== Segment start ==

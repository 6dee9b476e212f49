// src/config.rs

use std::{env, net::SocketAddr, str::FromStr};

use dotenvy::dotenv;
use url::Url;

use crate::error::AppError;

#[derive(Debug, Clone)]
pub struct Config {
    /// Postgres connection string. When unset the service runs on the in-memory store.
    pub database_url: Option<String>,
    /// JSON file of result documents used to seed the in-memory store.
    pub seed_file: Option<String>,
    pub jwt_secret: String,
    pub rust_log: String,
    pub bind_addr: SocketAddr,

    pub board_title: String,
    /// How many recent results a page load fetches.
    pub fetch_limit: usize,
    pub page_size: usize,
    pub load_more_delay_ms: u64,

    pub avatar_base_url: Url,
    /// Where an unauthenticated visitor is sent.
    pub home_url: String,
    pub public_origin: String,
}

impl Config {
    pub fn from_env() -> Result<Self, AppError> {
        dotenv().ok();

        let jwt_secret = env::var("JWT_SECRET")
            .map_err(|_| AppError::Config("JWT_SECRET must be set".to_string()))?;

        let avatar_base_url = env::var("AVATAR_BASE_URL")
            .unwrap_or_else(|_| "https://ui-avatars.com/api/".to_string());
        let avatar_base_url = Url::parse(&avatar_base_url)
            .map_err(|e| AppError::Config(format!("AVATAR_BASE_URL: {}", e)))?;

        let page_size: usize = parse_or("PAGE_SIZE", 20)?;
        if page_size == 0 {
            return Err(AppError::Config("PAGE_SIZE must be positive".to_string()));
        }

        Ok(Self {
            database_url: env::var("DATABASE_URL").ok(),
            seed_file: env::var("SEED_FILE").ok(),
            jwt_secret,
            rust_log: env::var("RUST_LOG").unwrap_or_else(|_| "info".to_string()),
            bind_addr: parse_or("BIND_ADDR", SocketAddr::from(([0, 0, 0, 0], 3000)))?,
            board_title: env::var("LEADERBOARD_TITLE")
                .unwrap_or_else(|_| "Quiz Leaderboard".to_string()),
            fetch_limit: parse_or("FETCH_LIMIT", 100)?,
            page_size,
            load_more_delay_ms: parse_or("LOAD_MORE_DELAY_MS", 0)?,
            avatar_base_url,
            home_url: env::var("HOME_URL").unwrap_or_else(|_| "/".to_string()),
            public_origin: env::var("PUBLIC_ORIGIN")
                .unwrap_or_else(|_| "http://localhost:3000".to_string()),
        })
    }
}

fn parse_or<T>(key: &str, default: T) -> Result<T, AppError>
where
    T: FromStr,
    T::Err: std::fmt::Display,
{
    match env::var(key) {
        Ok(raw) => raw
            .parse()
            .map_err(|e| AppError::Config(format!("{}: {}", key, e))),
        Err(_) => Ok(default),
    }
}
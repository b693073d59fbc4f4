use axum::{
    Json,
    http::StatusCode,
    response::{IntoResponse, Response},
};
use cards::error::ClaimError;
use serde_json::json;

/// Handler-level error, rendered as `{ success: false, message, code }` JSON
#[derive(Debug, thiserror::Error)]
pub enum AppError {
    #[error(transparent)]
    Claim(#[from] ClaimError),

    #[error("Unauthorized: {0}")]
    Unauthorized(String),
}

pub type AppResult<T> = Result<T, AppError>;

impl IntoResponse for AppError {
    fn into_response(self) -> Response {
        let (status, code, message) = match &self {
            AppError::Claim(err) => match err {
                ClaimError::Validation(msg) => {
                    (StatusCode::BAD_REQUEST, "VALIDATION_ERROR", msg.clone())
                }
                ClaimError::UnknownUser(_) => (
                    StatusCode::NOT_FOUND,
                    "UNKNOWN_USER",
                    "User not found, log in first".to_string(),
                ),
                ClaimError::CooldownActive { remaining } => {
                    let body = json!({
                        "success": false,
                        "code": "COOLDOWN_ACTIVE",
                        "message": format!(
                            "You can claim your next pack in {} hours and {} minutes",
                            remaining.hours(),
                            remaining.minutes()
                        ),
                        "hours": remaining.hours(),
                        "minutes": remaining.minutes(),
                    });
                    return (StatusCode::BAD_REQUEST, Json(body)).into_response();
                }
                ClaimError::NoEligibleCards => (
                    StatusCode::NOT_FOUND,
                    "NO_ELIGIBLE_CARDS",
                    "No cards are available to claim right now".to_string(),
                ),
                ClaimError::SupplyExhausted(name) => (
                    StatusCode::CONFLICT,
                    "SUPPLY_EXHAUSTED",
                    format!("'{name}' ran out while claiming, try again"),
                ),
                ClaimError::Storage(store_err) => {
                    tracing::error!(error = %store_err, "Storage failure");
                    (
                        StatusCode::INTERNAL_SERVER_ERROR,
                        "INTERNAL_ERROR",
                        "An internal error occurred".to_string(),
                    )
                }
            },
            AppError::Unauthorized(msg) => (StatusCode::UNAUTHORIZED, "UNAUTHORIZED", msg.clone()),
        };

        let body = json!({
            "success": false,
            "code": code,
            "message": message,
        });
        (status, Json(body)).into_response()
    }
}
use axum::{
    extract::FromRequestParts,
    http::{header::AUTHORIZATION, request::Parts},
};

use sha2::{Digest, Sha256};

use crate::{AppState, error::AppError, models::AuthenticatedUser};

fn bearer_token(parts: &Parts) -> Result<&str, AppError> {
    // Extract the Authorization header
    let auth_header = parts
        .headers
        .get(AUTHORIZATION)
        .and_then(|header| header.to_str().ok())
        .ok_or_else(|| AppError::Unauthorized("Missing Authorization header".to_string()))?;

    auth_header
        .strip_prefix("Bearer ")
        .ok_or_else(|| AppError::Unauthorized("Invalid Authorization header format".to_string()))
}

// Axum extractor for logged-in users
#[derive(Debug, Clone)]
pub struct AuthUser(pub AuthenticatedUser);

impl FromRequestParts<AppState> for AuthUser {
    type Rejection = AppError;

    async fn from_request_parts(
        parts: &mut Parts,
        state: &AppState,
    ) -> Result<Self, Self::Rejection> {
        let token = bearer_token(parts)?;

        let twitch_id = state
            .sessions
            .twitch_id_for_session(token)
            .map_err(cards::error::ClaimError::from)?
            .ok_or_else(|| AppError::Unauthorized("Invalid token".to_string()))?;

        let user = state.claims.get_user(&twitch_id)?;
        Ok(AuthUser(AuthenticatedUser::from(user)))
    }
}

// Compare digests so the check does not short-circuit on the first differing byte
fn token_matches(expected: &str, presented: &str) -> bool {
    Sha256::digest(expected.as_bytes()) == Sha256::digest(presented.as_bytes())
}

fn check_shared_token(
    parts: &Parts,
    expected: Option<&str>,
    surface: &str,
) -> Result<(), AppError> {
    let token = bearer_token(parts)?;

    match expected {
        Some(expected) if token_matches(expected, token) => Ok(()),
        Some(_) => Err(AppError::Unauthorized(format!("Invalid {surface} token"))),
        None => Err(AppError::Unauthorized(format!(
            "{surface} token is not configured"
        ))),
    }
}

// Axum extractor guarding admin routes with the configured token
#[derive(Debug, Clone, Copy)]
pub struct AdminAuth;

impl FromRequestParts<AppState> for AdminAuth {
    type Rejection = AppError;

    async fn from_request_parts(
        parts: &mut Parts,
        state: &AppState,
    ) -> Result<Self, Self::Rejection> {
        check_shared_token(parts, state.config.admin_token.as_deref(), "admin")?;
        Ok(AdminAuth)
    }
}

// Axum extractor for chat connectors relaying messages to the bot
#[derive(Debug, Clone, Copy)]
pub struct ChatBridgeAuth;

impl FromRequestParts<AppState> for ChatBridgeAuth {
    type Rejection = AppError;

    async fn from_request_parts(
        parts: &mut Parts,
        state: &AppState,
    ) -> Result<Self, Self::Rejection> {
        check_shared_token(parts, state.config.chat_bridge_token.as_deref(), "chat bridge")?;
        Ok(ChatBridgeAuth)
    }
}

#[cfg(test)]
mod tests {
    use super::*;
    use axum::http::Request;

    fn parts(authorization: Option<&str>) -> Parts {
        let mut request = Request::builder().uri("/admin/cards");
        if let Some(value) = authorization {
            request = request.header(AUTHORIZATION, value);
        }
        request.body(()).unwrap().into_parts().0
    }

    #[test]
    fn test_token_matches() {
        assert!(token_matches("admin-secret", "admin-secret"));
        assert!(!token_matches("admin-secret", "admin-secreT"));
        assert!(!token_matches("admin-secret", "admin"));
        assert!(!token_matches("admin-secret", ""));
    }

    #[test]
    fn test_shared_token_check() {
        let expected = Some("bridge-secret");

        assert!(
            check_shared_token(&parts(Some("Bearer bridge-secret")), expected, "chat bridge")
                .is_ok()
        );
        assert!(matches!(
            check_shared_token(&parts(Some("Bearer bridge")), expected, "chat bridge"),
            Err(AppError::Unauthorized(_))
        ));
        assert!(matches!(
            check_shared_token(&parts(Some("bridge-secret")), expected, "chat bridge"),
            Err(AppError::Unauthorized(_))
        ));
        assert!(matches!(
            check_shared_token(&parts(None), expected, "chat bridge"),
            Err(AppError::Unauthorized(_))
        ));
        assert!(matches!(
            check_shared_token(&parts(Some("Bearer bridge-secret")), None, "chat bridge"),
            Err(AppError::Unauthorized(message)) if message == "chat bridge token is not configured"
        ));
    }
}
use chrono::{DateTime, TimeDelta, Utc};
use std::fmt;

use crate::types::UserAccount;

pub const DEFAULT_COOLDOWN_HOURS: i64 = 24;

/// Time left until the next claim, displayed as whole hours and minutes
#[derive(Debug, Copy, Clone, PartialEq, Eq)]
pub struct RemainingTime(TimeDelta);

impl RemainingTime {
    pub fn new(remaining: TimeDelta) -> Self {
        RemainingTime(remaining.max(TimeDelta::zero()))
    }

    pub fn as_delta(&self) -> TimeDelta {
        self.0
    }

    // Partial minutes round up so a user on cooldown never sees "0h 0m"
    fn total_minutes(&self) -> i64 {
        let seconds = self.0.num_seconds();
        let minutes = seconds / 60;
        if seconds % 60 > 0 || (seconds == 0 && self.0 > TimeDelta::zero()) {
            minutes + 1
        } else {
            minutes
        }
    }

    pub fn hours(&self) -> i64 {
        self.total_minutes() / 60
    }

    pub fn minutes(&self) -> i64 {
        self.total_minutes() % 60
    }
}

impl fmt::Display for RemainingTime {
    fn fmt(&self, f: &mut fmt::Formatter<'_>) -> fmt::Result {
        write!(f, "{}h {}m", self.hours(), self.minutes())
    }
}

#[derive(Debug, Copy, Clone, PartialEq, Eq)]
pub enum CooldownStatus {
    Ready,
    OnCooldown { remaining: RemainingTime },
}

/// Enforces the minimum time between two successful claims by one user.
///
/// The tracker only reads `last_pack_claimed`; the stamp itself is written by
/// the store after a mint succeeds, so a failed claim never starts a cooldown.
#[derive(Debug, Clone)]
pub struct CooldownTracker {
    window: TimeDelta,
}

impl Default for CooldownTracker {
    fn default() -> Self {
        CooldownTracker::new(TimeDelta::hours(DEFAULT_COOLDOWN_HOURS))
    }
}

impl CooldownTracker {
    pub fn new(window: TimeDelta) -> Self {
        CooldownTracker {
            window: window.max(TimeDelta::zero()),
        }
    }

    pub fn window(&self) -> TimeDelta {
        self.window
    }

    pub fn next_claim_at(&self, user: &UserAccount) -> Option<DateTime<Utc>> {
        user.last_pack_claimed.map(|last| last + self.window)
    }

    pub fn check_and_reserve(&self, user: &UserAccount, now: DateTime<Utc>) -> CooldownStatus {
        let Some(last) = user.last_pack_claimed else {
            return CooldownStatus::Ready;
        };

        // A stamp in the future (clock skew) counts as "just claimed"
        let elapsed = now.signed_duration_since(last).max(TimeDelta::zero());
        if elapsed >= self.window {
            CooldownStatus::Ready
        } else {
            CooldownStatus::OnCooldown {
                remaining: RemainingTime::new(self.window - elapsed),
            }
        }
    }
}

#[cfg(test)]
mod tests {
    use super::*;

    fn user(last_pack_claimed: Option<DateTime<Utc>>) -> UserAccount {
        UserAccount {
            twitch_id: "1001".to_string(),
            display_name: "viewer".to_string(),
            profile_image_url: None,
            currency: 0,
            last_pack_claimed,
            created_at: Utc::now(),
        }
    }

    #[test]
    fn test_never_claimed_is_ready() {
        let tracker = CooldownTracker::default();
        assert_eq!(
            tracker.check_and_reserve(&user(None), Utc::now()),
            CooldownStatus::Ready
        );
        assert!(tracker.next_claim_at(&user(None)).is_none());
    }

    #[test]
    fn test_one_hour_after_claim() {
        let tracker = CooldownTracker::default();
        let claimed = Utc::now();
        let status = tracker.check_and_reserve(&user(Some(claimed)), claimed + TimeDelta::hours(1));

        match status {
            CooldownStatus::OnCooldown { remaining } => {
                assert_eq!(remaining.hours(), 23);
                assert_eq!(remaining.minutes(), 0);
                assert_eq!(remaining.to_string(), "23h 0m");
            }
            CooldownStatus::Ready => panic!("expected cooldown"),
        }
    }

    #[test]
    fn test_window_boundary_is_ready() {
        let tracker = CooldownTracker::default();
        let claimed = Utc::now();
        let account = user(Some(claimed));

        assert_eq!(
            tracker.check_and_reserve(&account, claimed + TimeDelta::hours(24)),
            CooldownStatus::Ready
        );
        assert!(matches!(
            tracker.check_and_reserve(&account, claimed + TimeDelta::hours(24) - TimeDelta::seconds(1)),
            CooldownStatus::OnCooldown { .. }
        ));
        assert_eq!(
            tracker.next_claim_at(&account),
            Some(claimed + TimeDelta::hours(24))
        );
    }

    #[test]
    fn test_future_stamp_uses_full_window() {
        let tracker = CooldownTracker::new(TimeDelta::hours(2));
        let now = Utc::now();
        let status = tracker.check_and_reserve(&user(Some(now + TimeDelta::minutes(30))), now);
        assert_eq!(
            status,
            CooldownStatus::OnCooldown {
                remaining: RemainingTime::new(TimeDelta::hours(2))
            }
        );
    }

    #[test]
    fn test_remaining_rounds_partial_minutes_up() {
        let remaining = RemainingTime::new(TimeDelta::seconds(61));
        assert_eq!((remaining.hours(), remaining.minutes()), (0, 2));

        let remaining = RemainingTime::new(TimeDelta::milliseconds(500));
        assert_eq!(remaining.to_string(), "0h 1m");

        let remaining = RemainingTime::new(TimeDelta::minutes(135));
        assert_eq!(remaining.to_string(), "2h 15m");

        let remaining = RemainingTime::new(TimeDelta::minutes(-5));
        assert_eq!(remaining.to_string(), "0h 0m");
    }
}
use crate::cooldown::RemainingTime;

/// Failures raised by a storage backend
#[derive(Debug, thiserror::Error)]
pub enum StoreError {
    #[error("storage lock poisoned: {0}")]
    Poisoned(&'static str),

    #[error("storage unavailable: {0}")]
    Unavailable(String),
}

/// Every failure a claim, registration or admin call can surface to its caller
#[derive(Debug, thiserror::Error)]
pub enum ClaimError {
    #[error("validation failed: {0}")]
    Validation(String),

    #[error("unknown user: {0}")]
    UnknownUser(String),

    #[error("daily pack already claimed, next claim in {remaining}")]
    CooldownActive { remaining: RemainingTime },

    #[error("no eligible cards left to claim")]
    NoEligibleCards,

    #[error("supply exhausted for card '{0}'")]
    SupplyExhausted(String),

    #[error(transparent)]
    Storage(#[from] StoreError),
}
pub mod cards;
pub mod chat;
pub mod claims;
pub mod users;
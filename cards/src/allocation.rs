use rand::rngs::StdRng;
use rand::{Rng, SeedableRng};
use std::sync::{Mutex, PoisonError};

use crate::error::ClaimError;
use crate::types::CardDefinition;

/// Picks the definition a claim will mint from
pub trait AllocationPolicy: Send + Sync {
    fn choose<'a>(&self, eligible: &'a [CardDefinition]) -> Result<&'a CardDefinition, ClaimError>;
}

/// Uniform draw over the eligible set. Rarity does not weight the draw.
pub struct UniformAllocation {
    rng: Mutex<StdRng>,
}

impl Default for UniformAllocation {
    fn default() -> Self {
        Self::new()
    }
}

impl UniformAllocation {
    pub fn new() -> Self {
        UniformAllocation {
            rng: Mutex::new(StdRng::from_entropy()),
        }
    }

    /// Deterministic sequence of draws, for tests and benchmarks
    pub fn seeded(seed: u64) -> Self {
        UniformAllocation {
            rng: Mutex::new(StdRng::seed_from_u64(seed)),
        }
    }
}

impl AllocationPolicy for UniformAllocation {
    fn choose<'a>(&self, eligible: &'a [CardDefinition]) -> Result<&'a CardDefinition, ClaimError> {
        if eligible.is_empty() {
            return Err(ClaimError::NoEligibleCards);
        }

        // The rng holds no invariant a panicking holder could break
        let mut rng = self.rng.lock().unwrap_or_else(PoisonError::into_inner);
        let index = rng.gen_range(0..eligible.len());
        Ok(&eligible[index])
    }
}

#[cfg(test)]
mod tests {
    use super::*;
    use crate::types::UNLIMITED_SUPPLY;

    fn definitions(rarities: &[&str]) -> Vec<CardDefinition> {
        rarities
            .iter()
            .enumerate()
            .map(|(i, rarity)| CardDefinition {
                id: i as u64 + 1,
                name: format!("card-{i}"),
                card_type: "Emote".to_string(),
                rarity: rarity.to_string(),
                attack: 0,
                defense: 0,
                image_url: String::new(),
                max_supply: UNLIMITED_SUPPLY,
                current_supply: 0,
            })
            .collect()
    }

    #[test]
    fn test_empty_set_fails() {
        let policy = UniformAllocation::seeded(7);
        assert!(matches!(
            policy.choose(&[]),
            Err(ClaimError::NoEligibleCards)
        ));
    }

    #[test]
    fn test_single_element_always_chosen() {
        let policy = UniformAllocation::seeded(7);
        let eligible = definitions(&["Legendary"]);
        for _ in 0..10 {
            assert_eq!(policy.choose(&eligible).unwrap().id, 1);
        }
    }

    #[test]
    fn test_seeded_draws_repeat() {
        let eligible = definitions(&["Common", "Rare", "Epic", "Legendary"]);
        let first = UniformAllocation::seeded(99);
        let second = UniformAllocation::seeded(99);
        for _ in 0..50 {
            assert_eq!(
                first.choose(&eligible).unwrap().id,
                second.choose(&eligible).unwrap().id
            );
        }
    }

    #[test]
    fn test_draw_is_uniform_regardless_of_rarity() {
        let eligible = definitions(&["Common", "Common", "Common", "Legendary"]);
        let policy = UniformAllocation::seeded(2024);
        let draws = 40_000;
        let mut counts = [0usize; 4];
        for _ in 0..draws {
            let chosen = policy.choose(&eligible).unwrap();
            counts[(chosen.id - 1) as usize] += 1;
        }

        // Expected 10_000 each; a rarity-weighted draw would skew the last slot
        for count in counts {
            assert!((9_000..=11_000).contains(&count), "count {count} out of range");
        }
    }
}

== Segment end ==

Wherever "AdminAuth" turns up in the records, copy the whole line.

pub struct AdminAuth;
impl FromRequestParts<AppState> for AdminAuth {
        Ok(AdminAuth)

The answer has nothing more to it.